- What needs to be done -
From the records below, copy the lines that include "cloned".

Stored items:
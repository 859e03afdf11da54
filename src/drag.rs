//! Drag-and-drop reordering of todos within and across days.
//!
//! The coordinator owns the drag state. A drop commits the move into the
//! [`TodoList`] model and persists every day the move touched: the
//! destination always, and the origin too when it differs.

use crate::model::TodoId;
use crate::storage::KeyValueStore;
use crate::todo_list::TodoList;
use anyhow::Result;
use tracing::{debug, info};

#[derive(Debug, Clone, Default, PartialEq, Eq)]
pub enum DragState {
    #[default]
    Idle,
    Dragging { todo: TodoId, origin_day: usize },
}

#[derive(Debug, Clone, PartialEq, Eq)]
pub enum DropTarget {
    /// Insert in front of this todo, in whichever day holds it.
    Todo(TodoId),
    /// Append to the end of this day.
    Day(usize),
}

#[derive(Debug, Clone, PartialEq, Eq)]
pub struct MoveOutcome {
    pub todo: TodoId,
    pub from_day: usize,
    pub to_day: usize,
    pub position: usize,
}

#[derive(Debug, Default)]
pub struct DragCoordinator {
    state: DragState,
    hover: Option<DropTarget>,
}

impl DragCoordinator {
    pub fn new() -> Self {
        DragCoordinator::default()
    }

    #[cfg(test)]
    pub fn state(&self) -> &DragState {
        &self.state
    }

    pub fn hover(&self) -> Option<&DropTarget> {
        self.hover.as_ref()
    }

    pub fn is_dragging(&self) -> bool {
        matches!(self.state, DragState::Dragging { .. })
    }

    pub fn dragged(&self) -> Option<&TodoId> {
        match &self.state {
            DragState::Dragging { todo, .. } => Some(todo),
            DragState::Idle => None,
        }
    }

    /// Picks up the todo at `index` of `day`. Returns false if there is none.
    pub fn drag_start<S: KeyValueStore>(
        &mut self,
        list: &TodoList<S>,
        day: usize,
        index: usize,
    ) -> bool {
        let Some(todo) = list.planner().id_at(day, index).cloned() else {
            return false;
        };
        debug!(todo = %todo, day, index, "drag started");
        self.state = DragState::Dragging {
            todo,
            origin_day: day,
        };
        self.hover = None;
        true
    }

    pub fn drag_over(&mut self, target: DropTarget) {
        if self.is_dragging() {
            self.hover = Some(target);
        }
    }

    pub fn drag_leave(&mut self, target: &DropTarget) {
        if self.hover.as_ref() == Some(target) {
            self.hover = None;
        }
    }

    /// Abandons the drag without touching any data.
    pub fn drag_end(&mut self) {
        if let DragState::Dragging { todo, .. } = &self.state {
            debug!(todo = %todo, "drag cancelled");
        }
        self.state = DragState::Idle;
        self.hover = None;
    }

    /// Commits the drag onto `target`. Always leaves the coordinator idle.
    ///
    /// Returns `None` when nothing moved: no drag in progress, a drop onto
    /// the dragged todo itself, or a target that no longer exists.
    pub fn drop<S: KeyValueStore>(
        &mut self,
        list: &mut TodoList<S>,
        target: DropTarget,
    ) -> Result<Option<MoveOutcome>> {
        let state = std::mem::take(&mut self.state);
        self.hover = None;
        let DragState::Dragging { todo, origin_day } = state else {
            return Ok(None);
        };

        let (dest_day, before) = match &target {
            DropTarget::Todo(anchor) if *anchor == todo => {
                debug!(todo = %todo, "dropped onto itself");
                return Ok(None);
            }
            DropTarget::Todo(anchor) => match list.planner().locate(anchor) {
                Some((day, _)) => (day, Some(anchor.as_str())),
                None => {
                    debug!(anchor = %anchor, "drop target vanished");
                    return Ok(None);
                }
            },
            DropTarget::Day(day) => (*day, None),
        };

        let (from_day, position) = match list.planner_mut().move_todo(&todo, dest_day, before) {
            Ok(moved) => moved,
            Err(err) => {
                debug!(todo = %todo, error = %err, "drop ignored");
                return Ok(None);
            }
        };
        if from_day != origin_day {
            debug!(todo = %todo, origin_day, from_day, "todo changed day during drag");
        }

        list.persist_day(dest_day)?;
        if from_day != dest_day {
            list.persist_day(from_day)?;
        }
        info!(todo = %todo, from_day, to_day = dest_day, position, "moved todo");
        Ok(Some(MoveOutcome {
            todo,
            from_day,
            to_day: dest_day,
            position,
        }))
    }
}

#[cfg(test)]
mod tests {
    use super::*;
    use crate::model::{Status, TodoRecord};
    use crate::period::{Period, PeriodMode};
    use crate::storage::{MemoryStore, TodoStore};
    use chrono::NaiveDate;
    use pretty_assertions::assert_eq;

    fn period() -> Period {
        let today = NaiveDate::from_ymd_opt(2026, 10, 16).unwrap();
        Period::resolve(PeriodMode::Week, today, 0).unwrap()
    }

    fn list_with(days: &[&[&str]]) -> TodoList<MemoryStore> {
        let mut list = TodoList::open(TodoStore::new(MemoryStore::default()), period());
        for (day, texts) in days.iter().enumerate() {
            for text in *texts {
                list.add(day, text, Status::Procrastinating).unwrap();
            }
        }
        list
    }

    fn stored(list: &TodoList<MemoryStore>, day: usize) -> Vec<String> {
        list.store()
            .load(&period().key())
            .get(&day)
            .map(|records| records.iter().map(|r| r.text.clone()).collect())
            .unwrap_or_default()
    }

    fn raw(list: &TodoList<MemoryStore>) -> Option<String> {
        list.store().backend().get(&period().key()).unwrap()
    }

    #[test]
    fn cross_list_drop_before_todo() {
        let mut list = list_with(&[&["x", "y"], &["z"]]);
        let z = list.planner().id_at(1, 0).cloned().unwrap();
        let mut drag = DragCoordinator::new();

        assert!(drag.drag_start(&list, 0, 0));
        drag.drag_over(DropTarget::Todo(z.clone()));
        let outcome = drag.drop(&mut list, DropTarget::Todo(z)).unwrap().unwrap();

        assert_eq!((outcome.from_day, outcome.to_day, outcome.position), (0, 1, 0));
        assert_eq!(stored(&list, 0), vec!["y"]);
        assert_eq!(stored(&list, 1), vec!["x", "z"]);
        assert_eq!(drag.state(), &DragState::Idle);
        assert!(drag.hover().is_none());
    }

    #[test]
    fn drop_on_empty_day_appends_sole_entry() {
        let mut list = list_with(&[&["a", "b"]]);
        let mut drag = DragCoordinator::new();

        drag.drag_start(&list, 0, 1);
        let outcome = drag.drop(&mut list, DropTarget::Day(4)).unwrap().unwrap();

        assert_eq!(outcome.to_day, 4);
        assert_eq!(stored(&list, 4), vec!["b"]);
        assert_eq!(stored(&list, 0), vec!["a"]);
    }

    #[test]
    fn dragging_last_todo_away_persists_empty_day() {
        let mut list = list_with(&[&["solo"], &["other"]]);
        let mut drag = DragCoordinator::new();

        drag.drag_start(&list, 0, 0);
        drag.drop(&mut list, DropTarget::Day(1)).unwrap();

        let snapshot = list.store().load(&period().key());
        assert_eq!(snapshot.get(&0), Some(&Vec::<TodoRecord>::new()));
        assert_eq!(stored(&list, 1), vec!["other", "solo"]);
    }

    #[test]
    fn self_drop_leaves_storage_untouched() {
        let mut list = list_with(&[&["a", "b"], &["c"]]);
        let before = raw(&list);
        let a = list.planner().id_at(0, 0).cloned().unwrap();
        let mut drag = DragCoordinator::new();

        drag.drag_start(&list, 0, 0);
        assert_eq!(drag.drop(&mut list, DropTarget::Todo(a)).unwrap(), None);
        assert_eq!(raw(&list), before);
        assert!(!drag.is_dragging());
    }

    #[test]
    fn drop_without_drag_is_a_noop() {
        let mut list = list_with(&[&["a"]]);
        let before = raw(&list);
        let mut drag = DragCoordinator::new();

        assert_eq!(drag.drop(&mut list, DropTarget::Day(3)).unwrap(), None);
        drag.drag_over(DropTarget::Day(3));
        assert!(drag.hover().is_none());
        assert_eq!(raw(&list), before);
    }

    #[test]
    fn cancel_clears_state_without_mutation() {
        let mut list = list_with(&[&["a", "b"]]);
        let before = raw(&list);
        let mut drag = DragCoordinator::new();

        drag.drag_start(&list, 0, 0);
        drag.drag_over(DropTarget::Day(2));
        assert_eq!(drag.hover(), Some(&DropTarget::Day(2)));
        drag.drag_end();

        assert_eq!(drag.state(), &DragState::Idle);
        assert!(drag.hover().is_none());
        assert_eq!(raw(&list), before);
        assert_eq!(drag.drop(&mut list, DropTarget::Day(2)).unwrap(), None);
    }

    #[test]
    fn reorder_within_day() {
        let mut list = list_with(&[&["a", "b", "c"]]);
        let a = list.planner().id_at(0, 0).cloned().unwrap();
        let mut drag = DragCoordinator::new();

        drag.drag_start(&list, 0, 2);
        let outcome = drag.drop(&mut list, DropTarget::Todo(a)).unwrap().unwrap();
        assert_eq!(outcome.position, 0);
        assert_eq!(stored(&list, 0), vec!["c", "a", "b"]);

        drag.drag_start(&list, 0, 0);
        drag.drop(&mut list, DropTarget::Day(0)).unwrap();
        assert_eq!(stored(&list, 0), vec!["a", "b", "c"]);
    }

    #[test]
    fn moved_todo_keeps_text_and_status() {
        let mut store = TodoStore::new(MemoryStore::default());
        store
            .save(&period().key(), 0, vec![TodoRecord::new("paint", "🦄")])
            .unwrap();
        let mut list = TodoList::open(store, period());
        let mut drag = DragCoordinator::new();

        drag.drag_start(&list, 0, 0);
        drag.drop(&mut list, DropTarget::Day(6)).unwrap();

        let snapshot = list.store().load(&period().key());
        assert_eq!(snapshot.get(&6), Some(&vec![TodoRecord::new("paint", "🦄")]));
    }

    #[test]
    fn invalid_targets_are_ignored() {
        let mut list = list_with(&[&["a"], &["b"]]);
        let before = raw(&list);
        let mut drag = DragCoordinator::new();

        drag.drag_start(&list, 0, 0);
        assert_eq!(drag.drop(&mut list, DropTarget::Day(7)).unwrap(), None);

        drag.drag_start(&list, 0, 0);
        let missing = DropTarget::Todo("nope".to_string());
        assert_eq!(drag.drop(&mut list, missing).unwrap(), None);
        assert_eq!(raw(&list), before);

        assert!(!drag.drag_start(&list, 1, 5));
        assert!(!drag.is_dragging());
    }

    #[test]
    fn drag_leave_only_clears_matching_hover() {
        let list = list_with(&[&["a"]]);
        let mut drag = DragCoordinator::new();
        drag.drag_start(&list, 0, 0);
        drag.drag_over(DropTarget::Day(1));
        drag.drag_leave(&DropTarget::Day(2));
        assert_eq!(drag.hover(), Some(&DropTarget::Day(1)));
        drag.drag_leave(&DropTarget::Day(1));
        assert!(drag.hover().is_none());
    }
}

- Answer area -
        let Some(todo) = list.planner().id_at(day, index).cloned() else {
        let z = list.planner().id_at(1, 0).cloned().unwrap();
        let a = list.planner().id_at(0, 0).cloned().unwrap();
        let a = list.planner().id_at(0, 0).cloned().unwrap();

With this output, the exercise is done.